Journée d’échanges « La grève des 100 000 : le mouvement ouvrier en action en pleine occupation »

En mai 2026, nous célébrerons le 85e anniversaire de la “grève des 100.000”, déclenchée à Liège en mai 1941. Le 10 mai 1941, un an après l’invasion nazie, des mineurs se mettent en grève à Seraing. Parti d’un mouvement de femmes protestant contre les pénuries alimentaires, le conflit s’étend rapidement à l’ensemble du bassin industriel liégeois, puis ailleurs, jusqu’au nord de la France. Malgré l’interdiction des grèves, le mouvement dure 21 jours et obtient une augmentation salariale de 8%, un fait unique durant l’Occupation.

Il s’agit du plus grand conflit social de toute l’occupation. Le mouvement a été initié par un cortège de femmes à Cockerill exactement un an après l’invasion du pays, exprimant leur mécontentement face à la pénurie de pommes de terre. Après 21 jours, il a débouché sur une victoire : une augmentation salariale de 8%.

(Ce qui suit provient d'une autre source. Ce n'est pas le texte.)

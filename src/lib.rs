//! table-insight - ask a hosted LLM about the contents of a database table.
//!
//! The binary is a thin wrapper; the pipeline and its collaborators live
//! here so integration tests can drive them directly.

pub mod auth;
pub mod cli;
pub mod config;
pub mod db;
pub mod error;
pub mod extract;
pub mod labels;
pub mod llm;
pub mod logging;
pub mod pipeline;
pub mod serialize;
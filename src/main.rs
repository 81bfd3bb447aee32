//! table-insight - ask a hosted LLM about the contents of a database table.

use table_insight::auth::{ServiceAccountTokenProvider, ServiceCredential};
use table_insight::cli::Cli;
use table_insight::config::Config;
use table_insight::db;
use table_insight::error::Result;
use table_insight::llm::{VertexClient, VertexEndpoint};
use table_insight::logging::{init_stderr_logging, redact_url};
use table_insight::pipeline::Pipeline;
use tracing::{error, info};

#[tokio::main(flavor = "current_thread")]
async fn main() {
    init_stderr_logging();

    let cli = Cli::parse_args();

    if let Err(e) = run(cli).await {
        error!("{}: {}", e.category(), e);
        std::process::exit(1);
    }
}

async fn run(cli: Cli) -> Result<()> {
    // A missing .env file is fine
    if let Ok(path) = dotenvy::dotenv() {
        info!("Loaded environment from {}", path.display());
    }

    let config_path = cli.config_path();
    info!("Loading config from: {}", config_path.display());
    let config = Config::load(&config_path)?;
    let request = cli.to_request()?;

    let credential = ServiceCredential::load(&config.vertex.credentials_path)?;
    let project_id = config
        .vertex
        .resolve_project_id(credential.project_id.as_deref())?;
    let endpoint = VertexEndpoint::from_config(&config.vertex, project_id);
    info!(
        "Model: {} in {} (project {})",
        endpoint.model, endpoint.region, endpoint.project_id
    );

    let model = VertexClient::new(endpoint)?;
    let tokens = ServiceAccountTokenProvider::new(credential)?;

    info!("Connecting to {}", redact_url(&config.database.url));
    let source = db::connect(&config.database).await?;

    let pipeline = Pipeline::new(source.as_ref(), &tokens, &model);
    let response = pipeline.run(&request).await?;

    info!("Finished ({})", response.category());
    Ok(())
}
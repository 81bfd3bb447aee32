//! Mock model client for testing.
//!
//! Returns a canned [`ModelResponse`] and records every prompt it receives.

use async_trait::async_trait;
use std::sync::Mutex;

use crate::auth::BearerToken;
use crate::llm::{ModelClient, ModelResponse};

/// Mock model client that returns a fixed response.
#[derive(Debug)]
pub struct MockModelClient {
    response: ModelResponse,
    prompts: Mutex<Vec<String>>,
    tokens: Mutex<Vec<String>>,
}

impl MockModelClient {
    /// Creates a mock that answers every prompt with `answer`.
    pub fn new(answer: impl Into<String>) -> Self {
        Self::with_response(ModelResponse::Success(answer.into()))
    }

    /// Creates a mock that returns the given outcome.
    pub fn with_response(response: ModelResponse) -> Self {
        Self {
            response,
            prompts: Mutex::new(Vec::new()),
            tokens: Mutex::new(Vec::new()),
        }
    }

    /// Prompts received so far.
    pub fn prompts(&self) -> Vec<String> {
        self.prompts.lock().map(|p| p.clone()).unwrap_or_default()
    }

    /// Bearer tokens received so far.
    pub fn tokens(&self) -> Vec<String> {
        self.tokens.lock().map(|t| t.clone()).unwrap_or_default()
    }
}

#[async_trait]
impl ModelClient for MockModelClient {
    async fn generate(&self, token: &BearerToken, prompt: &str) -> ModelResponse {
        if let Ok(mut prompts) = self.prompts.lock() {
            prompts.push(prompt.to_string());
        }
        if let Ok(mut tokens) = self.tokens.lock() {
            tokens.push(token.secret().to_string());
        }
        self.response.clone()
    }
}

L’histoire et l’analyse sociale de la guerre, tout comme la commémoration de cet événement et, plus largement, des conflits sociaux durant la Seconde Guerre mondiale, permettent de dépasser le seul cadre des états-majors, des gouvernements et des batailles, en rappelant que la guerre ne suspend jamais totalement les luttes sociales et en mettant en lumière le rôle joué par le monde du travail, ainsi que par les femmes en son sein. Même en période d’« union sacrée », la société demeure traversée par des inégalités accrues, des conflits du travail et des tensions politiques. L’intérêt d’un retour sur ces combats dépasse largement le seul devoir de mémoire. Il offre des clés de lecture pour comprendre les conflits contemporains et leurs dimensions sociales, tout en redonnant une place aux voix longtemps marginalisées ou oubliées. 

À l’heure où les guerres occupent de nouveau le devant de l’actualité, nous souhaitons rappeler cet épisode marquant mais méconnu, tout en revenant plus largement sur les formes de conflictualité sociale en temps de guerre.

Programme de la journée :

o 9h30 – 10h : Accueil
o 10h – 10h20 : Ouverture de la journée : « Conflictualités sociales durant la Seconde Guerre mondiale : continuité ou rupture ? »
o 10h20 – 12h : « En guerre et en grève. Enquêtes dans les cités minières britanniques 1939-1945) », avec Ariane Mak, autrice.
o 12h – 13h00 : Pause midi
o 13h – 15h45 : « La grève des 100.000, un soulèvement ouvrier sous l’Occupation », par Jules Pirlot (Centre des archives communistes, pacifistes, de solidarité internationale et de lutte contre le colonialisme et l’apartheid, en Belgique – CArCoB)
o 15h00 – 15h15 : Pause
o 15h15 – 16h30 : « Survivre, revendiquer, reconstruire : les conquis sociaux d’aprèsguerre » – Table ronde avec : Francine Bolle, Centre d’Histoire et de Sociologie des Gauches (CHSG), Ariane Mak, Maîtresse de conférences, Université Paris Cité, Jules Pirlot, historien, président du CArCoB

Où ? Auberge Georges Simenon (Rue Georges Simenon 2, 4020 Liège)

Inscriptions souhaitées : enguerreetengreve@gmail.com – 0485/05.86.39 – N°de compte : BE32 0011 8386 5802 – Évènement Facebook

Il est possible de manger un repas sur place, pour 13 euros (à préciser lors de l’inscription, un repas végétarien est également possible).